START DATASET RECORDS
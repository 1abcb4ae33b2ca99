//! HTTP handlers

pub mod health;
pub mod hotspots;
pub mod observations;
pub mod prediction;
pub mod summary;

pub use health::*;
pub use hotspots::*;
pub use observations::*;
pub use prediction::*;
pub use summary::*;
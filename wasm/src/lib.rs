//! WebAssembly module for the Algae Bloom Risk dashboard
//!
//! Provides client-side computation for:
//! - DMS coordinate parsing
//! - Hotspot scoring and marker colours
//! - Simulated surface water temperature

use js_sys::Float64Array;
use wasm_bindgen::prelude::*;

// Re-export shared types for use in JavaScript
pub use shared::models::*;
pub use shared::types::*;
pub use shared::validation::*;

/// Parse one DMS coordinate into decimal degrees
#[wasm_bindgen]
pub fn parse_coordinate(text: &str) -> Option<f64> {
    parse_dms(text)
}

/// Parse a `"DMS, DMS"` cell into `[lat, lon]`, or an empty array when invalid
#[wasm_bindgen]
pub fn parse_coordinate_pair(text: &str) -> Vec<f64> {
    match parse_coordinate_cell(text) {
        Some(point) => vec![point.latitude, point.longitude],
        None => Vec::new(),
    }
}

/// Marker colour for a station's risk number
#[wasm_bindgen]
pub fn marker_color(risk_number: u32) -> String {
    risk_color(risk_number).to_string()
}

/// Score stations from a JSON array of observations; returns the report as JSON
#[wasm_bindgen]
pub fn hotspot_report(observations_json: &str) -> Result<String, JsValue> {
    let observations: Vec<Observation> = serde_json::from_str(observations_json).map_err(|e| {
        web_sys::console::warn_1(&JsValue::from_str("hotspot_report: observations rejected"));
        JsValue::from_str(&format!("Invalid observations JSON: {}", e))
    })?;

    let report = HotspotReport::from_observations(&observations);
    serde_json::to_string(&report).map_err(|e| JsValue::from_str(&e.to_string()))
}

/// Daily water temperature estimate for a daily air temperature series
#[wasm_bindgen]
pub fn water_temperature(air: &[f64]) -> Vec<f64> {
    simulate_water_temperature(air)
}

/// Same as [`water_temperature`], reading and writing typed arrays directly
#[wasm_bindgen]
pub fn water_temperature_array(air: &Float64Array) -> Float64Array {
    let water = simulate_water_temperature(&air.to_vec());
    Float64Array::from(water.as_slice())
}

/// Whether the simulated water is warm enough to point to heat as the bloom driver
#[wasm_bindgen]
pub fn is_warm_water(water_temp_c: f64) -> bool {
    water_temp_c > WARM_WATER_THRESHOLD_C
}

#[cfg(test)]
mod tests {
    use super::*;

    #[test]
    fn test_parse_coordinate_pair() {
        let pair = parse_coordinate_pair("61° 5' 24.14\" N, 24° 57' 26.17\" E");
        assert_eq!(pair.len(), 2);
        assert!((pair[0] - 61.0900389).abs() < 1e-6);

        assert!(parse_coordinate_pair("61 N").is_empty());
    }

    #[test]
    fn test_marker_color() {
        assert_eq!(marker_color(13), "#8B0000");
        assert_eq!(marker_color(2), "#FCFC07");
    }

    #[test]
    fn test_water_temperature_tracks_air() {
        let water = water_temperature(&[20.0; 30]);
        assert_eq!(water.len(), 30);
        assert!(water[29] > water[0]);
        assert!(water[29] < 16.5);
        assert!(!is_warm_water(water[29]));
    }
}
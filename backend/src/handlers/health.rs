//! Health check handlers

use axum::{extract::State, Json};
use serde::Serialize;

use crate::AppState;

#[derive(Serialize)]
pub struct HealthResponse {
    pub status: String,
    pub version: String,
    pub model_loaded: bool,
    pub observation_store: String,
}

/// Health check endpoint handler
pub async fn health_check(State(state): State<AppState>) -> Json<HealthResponse> {
    // Check store connectivity
    let store_status = match state.store.count().await {
        Ok(count) => format!("ok ({} observations)", count),
        Err(_) => "unavailable".to_string(),
    };

    Json(HealthResponse {
        status: "healthy".to_string(),
        version: env!("CARGO_PKG_VERSION").to_string(),
        model_loaded: state.predictor.is_some(),
        observation_store: store_status,
    })
}
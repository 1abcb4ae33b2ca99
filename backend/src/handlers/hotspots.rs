//! HTTP handlers for the hotspot map

use axum::{
    extract::{Query, State},
    Json,
};
use serde::Deserialize;
use shared::{validate_coordinates, GpsCoordinates, StationRisk};

use crate::error::{AppError, AppResult};
use crate::services::hotspot;
use crate::AppState;

#[derive(Debug, Deserialize)]
pub struct HotspotListQuery {
    /// Include stations that are not flagged
    #[serde(default)]
    pub all: bool,
}

#[derive(Debug, Deserialize)]
pub struct NearestQuery {
    pub lat: f64,
    pub lon: f64,
    /// Only consider flagged stations
    #[serde(default)]
    pub hotspots_only: bool,
}

/// Station risk rows, highest risk first
pub async fn list_hotspots(
    State(state): State<AppState>,
    Query(query): Query<HotspotListQuery>,
) -> Json<Vec<StationRisk>> {
    Json(hotspot::list(&state.hotspots, query.all))
}

/// Station closest to a clicked map point
pub async fn nearest_station(
    State(state): State<AppState>,
    Query(query): Query<NearestQuery>,
) -> AppResult<Json<StationRisk>> {
    validate_coordinates(query.lat, query.lon).map_err(|msg| {
        AppError::validation("coordinates", msg, "Koordinaatit ovat sallitun alueen ulkopuolella")
    })?;

    let point = GpsCoordinates::new(query.lat, query.lon);
    let station = hotspot::nearest(&state.hotspots, point, query.hotspots_only)?;
    Ok(Json(station))
}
END DATASET RECORDS
**INSTRUCTIONS FOR THE TASK**
What lines above contain the string "version"? Copy all of them.

**RESPONSE TO THIS EXERCISE**
    pub version: String,
        version: env!("CARGO_PKG_VERSION").to_string(),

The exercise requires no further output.